Foreign Financial Account Reporting; Chemnitz Unrest

August, 2018

Berlin -- This week four members of American Voices Abroad (AVA) sat down for dinner in Berlin. One of our discussion topics was tax reporting of foreign financial accounts to the IRS.

We all have faithfully reported our accounts at German financial institutions, even when there has been no otherwise reportable need for it. This requires a separate form with a separate due date. The reported information can be used by the IRS to match up account reporting the U.S. requires of German institutions. The paperwork is sufficiently onerous that some German banks just refuse American customers.

But it was all worth it, we felt, in order to catch money-launderers and international criminals.

Then along comes the Paul Manafort trial. Indeed, his failure to report on the FBAR did him in, according to one juror who explained the jury's reasoning for convictions on eight counts of fraud. But the juror also said that Manafort would not have been discovered had it not been for the Robert Mueller investigation.
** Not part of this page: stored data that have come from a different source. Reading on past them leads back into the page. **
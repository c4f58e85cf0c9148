//! Engine instrumentation.
//!
//! [`NoopTracer`]'s methods are `#[inline(always)]` no-ops, so a release
//! build compiles the tracing calls away entirely. [`PrintTracer`] routes
//! the same events through the `log` crate instead of formatting its own
//! output, so a host can capture engine diagnostics with whatever
//! subscriber it already uses.

use parsel_core::{Token, TokenCode};

/// How much a [`PrintTracer`] logs. Each level is a superset of the one
/// before it.
#[derive(Clone, Copy, Debug, Default, PartialEq, Eq)]
pub enum Verbosity {
    /// `Def` call/return only.
    #[default]
    Default,
    /// Adds token matches and alternative attempts.
    Verbose,
    /// Adds every terminal attempt, including failed ones, and every `Seq`
    /// iteration.
    VeryVerbose,
}

/// Hooks the engine calls while recognizing a grammar against a token
/// stream. Implement this to observe matching without changing it.
pub trait Tracer {
    fn trace_tok_attempt(&mut self, code: TokenCode, pos: usize);
    fn trace_tok_success(&mut self, token: &Token);
    fn trace_tok_failure(&mut self, pos: usize);
    fn trace_act(&mut self, ok: bool);
    fn trace_seq_iteration(&mut self, iteration: u32, ok: bool);
    fn trace_alt_try(&mut self, branch: usize, ok: bool);
    fn trace_def_enter(&mut self, name: &str);
    fn trace_def_exit(&mut self, name: &str, ok: bool);
}

/// The default tracer: every method is an inlined no-op.
pub struct NoopTracer;

impl Tracer for NoopTracer {
    #[inline(always)]
    fn trace_tok_attempt(&mut self, _code: TokenCode, _pos: usize) {}
    #[inline(always)]
    fn trace_tok_success(&mut self, _token: &Token) {}
    #[inline(always)]
    fn trace_tok_failure(&mut self, _pos: usize) {}
    #[inline(always)]
    fn trace_act(&mut self, _ok: bool) {}
    #[inline(always)]
    fn trace_seq_iteration(&mut self, _iteration: u32, _ok: bool) {}
    #[inline(always)]
    fn trace_alt_try(&mut self, _branch: usize, _ok: bool) {}
    #[inline(always)]
    fn trace_def_enter(&mut self, _name: &str) {}
    #[inline(always)]
    fn trace_def_exit(&mut self, _name: &str, _ok: bool) {}
}

/// A tracer that logs engine events through the `log` crate at the chosen
/// [`Verbosity`].
pub struct PrintTracer {
    verbosity: Verbosity,
}

impl PrintTracer {
    pub fn new(verbosity: Verbosity) -> Self {
        Self { verbosity }
    }
}

impl Tracer for PrintTracer {
    fn trace_tok_attempt(&mut self, code: TokenCode, pos: usize) {
        if self.verbosity == Verbosity::VeryVerbose {
            log::trace!("tok({code}) @ {pos}");
        }
    }

    fn trace_tok_success(&mut self, token: &Token) {
        if self.verbosity != Verbosity::Default {
            log::debug!(
                "match {:?} ({}:{})",
                token.text,
                token.lineno,
                token.columno
            );
        }
    }

    fn trace_tok_failure(&mut self, pos: usize) {
        if self.verbosity == Verbosity::VeryVerbose {
            log::trace!("no match @ {pos}");
        }
    }

    fn trace_act(&mut self, ok: bool) {
        if self.verbosity != Verbosity::Default {
            log::debug!("action -> {ok}");
        }
    }

    fn trace_seq_iteration(&mut self, iteration: u32, ok: bool) {
        if self.verbosity == Verbosity::VeryVerbose {
            log::trace!("seq iteration {iteration} -> {ok}");
        }
    }

    fn trace_alt_try(&mut self, branch: usize, ok: bool) {
        if self.verbosity != Verbosity::Default {
            log::debug!("alt branch {branch} -> {ok}");
        }
    }

    fn trace_def_enter(&mut self, name: &str) {
        log::debug!("-> {name}");
    }

    fn trace_def_exit(&mut self, name: &str, ok: bool) {
        log::debug!("<- {name} ({ok})");
    }
}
She took a dim view of the Mueller probe and had actually hoped that Manafort could have been found not guilty.

So much for the little fish filling out all our paperwork to catch the big fish. Manafort brazenly flouted the law and the IRS let him do it. It's remarkable there was a conviction at all, given the presiding judge's rulings to prevent the prosecution from presenting evidence of Manafort's ostentatiously high-living. This does not inspire confidence in our tax-collection system.

Another discussion topic was the neo-Nazi uprising in Chemnitz and the role of Facebook in organizing it. Meanwhile, all over Berlin, in the streets and subways, Facebook is putting up posters that it is all about family and friends, not fake news. Events in Chemnitz, however, belie the advertising campaign. I wonder if those ads are appearing in Chemnitz as well.
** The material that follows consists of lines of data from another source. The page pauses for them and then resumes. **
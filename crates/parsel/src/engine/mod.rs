//! The recognition engine: a backtracking recursive-descent interpreter
//! over a [`crate::Grammar`]'s node arena, with attribute flow, parse-tree
//! hoisting, fuel limits, and tracing.

mod exec;
mod fuel;
mod trace;
mod tree_scratch;


pub use fuel::FuelLimits;
pub use trace::{NoopTracer, PrintTracer, Tracer, Verbosity};
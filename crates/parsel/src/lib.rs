#![cfg_attr(coverage_nightly, feature(coverage_attribute))]

//! An embedded parser-combinator library with attributed grammar semantics.
//!
//! Build a grammar out of token matches, semantic actions, sequencing,
//! ordered choice, and recursive nonterminal definitions joined by
//! `&`/`|`/`-`/`!` and a handful of repetition methods, then recognize it
//! against a [`parsel_core::TokenStream`] with a backtracking engine that
//! threads inherited/synthesized attributes through the match and builds an
//! ordered parse tree as it goes.
//!
//! This crate has no lexer and no pretty-printer: it consumes an already
//! tokenized stream and hands back an accept/reject outcome, an optional
//! parse tree, and whatever a grammar's own flow variables were written
//! with along the way.

mod error;
mod grammar;

pub mod engine;

#[cfg(test)]
mod grammar_tests;

pub use error::{GrammarError, RuntimeError};
pub use grammar::{BoundRef, Bounds, Expr, Grammar, Max, Nonterminal};

pub use parsel_core::{
    AttrCell, DefaultExtractor, Extractor, Token, TokenCode, TokenStream, TreeNode, Var,
    VecTokenStream,
};
use crate::tree::TreeNode;

#[test]
fn leaf_exposes_its_lexeme_as_name() {
    let leaf = TreeNode::Leaf("42".to_string());
    assert_eq!(leaf.name(), Some("42"));
    assert_eq!(leaf.def(), None);
    assert!(leaf.children().is_empty());
    assert!(leaf.is_leaf());
}

#[test]
fn interior_exposes_its_def_name_and_children() {
    let tree = TreeNode::Interior {
        def: "expr".to_string(),
        children: vec![TreeNode::Leaf("1".to_string()), TreeNode::Leaf("+".to_string())],
    };
    assert_eq!(tree.name(), None);
    assert_eq!(tree.def(), Some("expr"));
    assert_eq!(tree.children().len(), 2);
    assert!(!tree.is_leaf());
}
It is no longer unthinkable to put controls on social media for national security purposes. Of course, more than neo-Nazis can use social media to organize. Around Hermannplatz in Berlin, thousands are gathering to protest the violence in Chemnitz. Good for our neighbors in Neukölln.



Drought

August, 2018

Berlin -- In the neighboring state of Saxony-Anhalt, the Elbe River at Barby is low because of drought. The ferry is not running, perhaps because of low water. Barby is one of the villages where, in 1945, Russian and American soldiers met at the Elbe, days before Berlin fell to end WWII in Europe. American forces remained on the left bank as German civilians and soldiers alike tried to cross the river to escape Russian attacks.

Westward the drought shows itself along the Autobahn as dust lowers visibility. Farmers working stubble fields for next year's wheat crop create huge dust clouds. (I hope the farmers are wearing masks.)

At Quedlinburg, at the foot of the Harz Mountains, a fountain in a town square is still. Up in the mountains, autumn is arriving prematurely as leaves are falling. One hopes that when the witches dance, they'll be careful with their fires.

Wildfires

August, 2018

Berlin -- It is cloudy today, and smoky from the wildfires that are burning south of the city. The summer has been extremely hot with no rain.

The forests surrounding Berlin are dry. The wildfires are difficult to fight because unexploded WWII ammunition poses a danger to firefighters on the ground. As fire progresses, explosions are set off.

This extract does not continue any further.